• _Work required_
Write out the entries below exactly. End with the line that contains "pub fn now()".

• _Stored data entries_
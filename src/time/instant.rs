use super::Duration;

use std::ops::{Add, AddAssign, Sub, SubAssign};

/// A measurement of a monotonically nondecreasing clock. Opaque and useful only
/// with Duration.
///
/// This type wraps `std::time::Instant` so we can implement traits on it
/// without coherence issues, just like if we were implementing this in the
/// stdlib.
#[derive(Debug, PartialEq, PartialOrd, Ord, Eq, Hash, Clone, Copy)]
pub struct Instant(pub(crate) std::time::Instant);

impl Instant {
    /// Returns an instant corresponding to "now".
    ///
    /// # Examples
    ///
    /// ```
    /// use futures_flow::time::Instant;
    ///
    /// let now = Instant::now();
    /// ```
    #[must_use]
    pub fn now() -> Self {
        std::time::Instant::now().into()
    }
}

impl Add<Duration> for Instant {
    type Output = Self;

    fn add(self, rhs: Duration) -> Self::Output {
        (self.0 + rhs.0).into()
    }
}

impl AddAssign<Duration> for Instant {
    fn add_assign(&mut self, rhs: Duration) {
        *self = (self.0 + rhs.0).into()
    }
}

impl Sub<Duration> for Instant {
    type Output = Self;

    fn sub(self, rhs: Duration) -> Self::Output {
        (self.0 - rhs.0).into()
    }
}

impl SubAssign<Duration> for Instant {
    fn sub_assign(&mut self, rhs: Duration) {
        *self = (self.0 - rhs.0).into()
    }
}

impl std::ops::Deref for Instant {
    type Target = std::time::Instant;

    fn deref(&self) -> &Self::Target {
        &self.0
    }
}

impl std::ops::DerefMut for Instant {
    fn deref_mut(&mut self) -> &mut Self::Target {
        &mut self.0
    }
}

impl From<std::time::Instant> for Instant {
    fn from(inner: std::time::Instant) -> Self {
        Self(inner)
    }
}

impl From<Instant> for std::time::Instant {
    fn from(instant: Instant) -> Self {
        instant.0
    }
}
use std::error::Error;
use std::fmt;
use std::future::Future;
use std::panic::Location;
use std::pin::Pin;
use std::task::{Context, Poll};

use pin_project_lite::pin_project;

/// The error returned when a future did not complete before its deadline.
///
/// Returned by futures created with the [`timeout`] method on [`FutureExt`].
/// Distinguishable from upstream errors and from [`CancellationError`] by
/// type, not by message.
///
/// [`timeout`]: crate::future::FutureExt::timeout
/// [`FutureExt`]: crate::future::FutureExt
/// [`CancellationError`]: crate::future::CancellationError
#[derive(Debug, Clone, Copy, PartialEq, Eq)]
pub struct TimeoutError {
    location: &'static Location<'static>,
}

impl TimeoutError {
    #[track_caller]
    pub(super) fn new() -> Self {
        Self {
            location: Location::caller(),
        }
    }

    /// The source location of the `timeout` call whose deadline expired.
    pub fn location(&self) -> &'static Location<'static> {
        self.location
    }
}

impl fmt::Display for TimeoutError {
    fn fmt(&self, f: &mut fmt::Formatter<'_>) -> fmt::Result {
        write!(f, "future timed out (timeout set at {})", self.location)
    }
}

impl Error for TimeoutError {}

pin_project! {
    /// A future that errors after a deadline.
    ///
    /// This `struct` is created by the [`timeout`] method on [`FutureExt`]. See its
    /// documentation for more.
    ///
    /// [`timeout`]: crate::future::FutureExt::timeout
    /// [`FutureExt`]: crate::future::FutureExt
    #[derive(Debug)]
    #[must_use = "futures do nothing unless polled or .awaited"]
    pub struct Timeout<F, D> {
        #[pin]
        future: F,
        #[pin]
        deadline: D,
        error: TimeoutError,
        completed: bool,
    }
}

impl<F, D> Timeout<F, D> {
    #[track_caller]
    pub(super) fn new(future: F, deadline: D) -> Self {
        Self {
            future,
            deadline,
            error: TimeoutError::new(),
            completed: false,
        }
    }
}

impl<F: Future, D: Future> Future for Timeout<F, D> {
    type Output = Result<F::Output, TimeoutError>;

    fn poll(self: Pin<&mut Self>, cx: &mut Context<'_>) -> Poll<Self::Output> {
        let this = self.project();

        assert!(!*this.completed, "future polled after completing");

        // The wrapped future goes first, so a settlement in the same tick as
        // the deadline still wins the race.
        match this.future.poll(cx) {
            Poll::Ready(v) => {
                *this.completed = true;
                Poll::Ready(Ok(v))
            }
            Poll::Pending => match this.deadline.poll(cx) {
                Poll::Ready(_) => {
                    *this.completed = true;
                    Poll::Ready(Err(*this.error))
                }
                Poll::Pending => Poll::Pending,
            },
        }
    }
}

• _Written answer_
filename src/time/instant.rs
use super::Duration;

use std::ops::{Add, AddAssign, Sub, SubAssign};

/// A measurement of a monotonically nondecreasing clock. Opaque and useful only
/// with Duration.
///
/// This type wraps `std::time::Instant` so we can implement traits on it
/// without coherence issues, just like if we were implementing this in the
/// stdlib.
#[derive(Debug, PartialEq, PartialOrd, Ord, Eq, Hash, Clone, Copy)]
pub struct Instant(pub(crate) std::time::Instant);

impl Instant {
    /// Returns an instant corresponding to "now".
    ///
    /// # Examples
    ///
    /// ```
    /// use futures_flow::time::Instant;
    ///
    /// let now = Instant::now();
    /// ```
    #[must_use]
    pub fn now() -> Self {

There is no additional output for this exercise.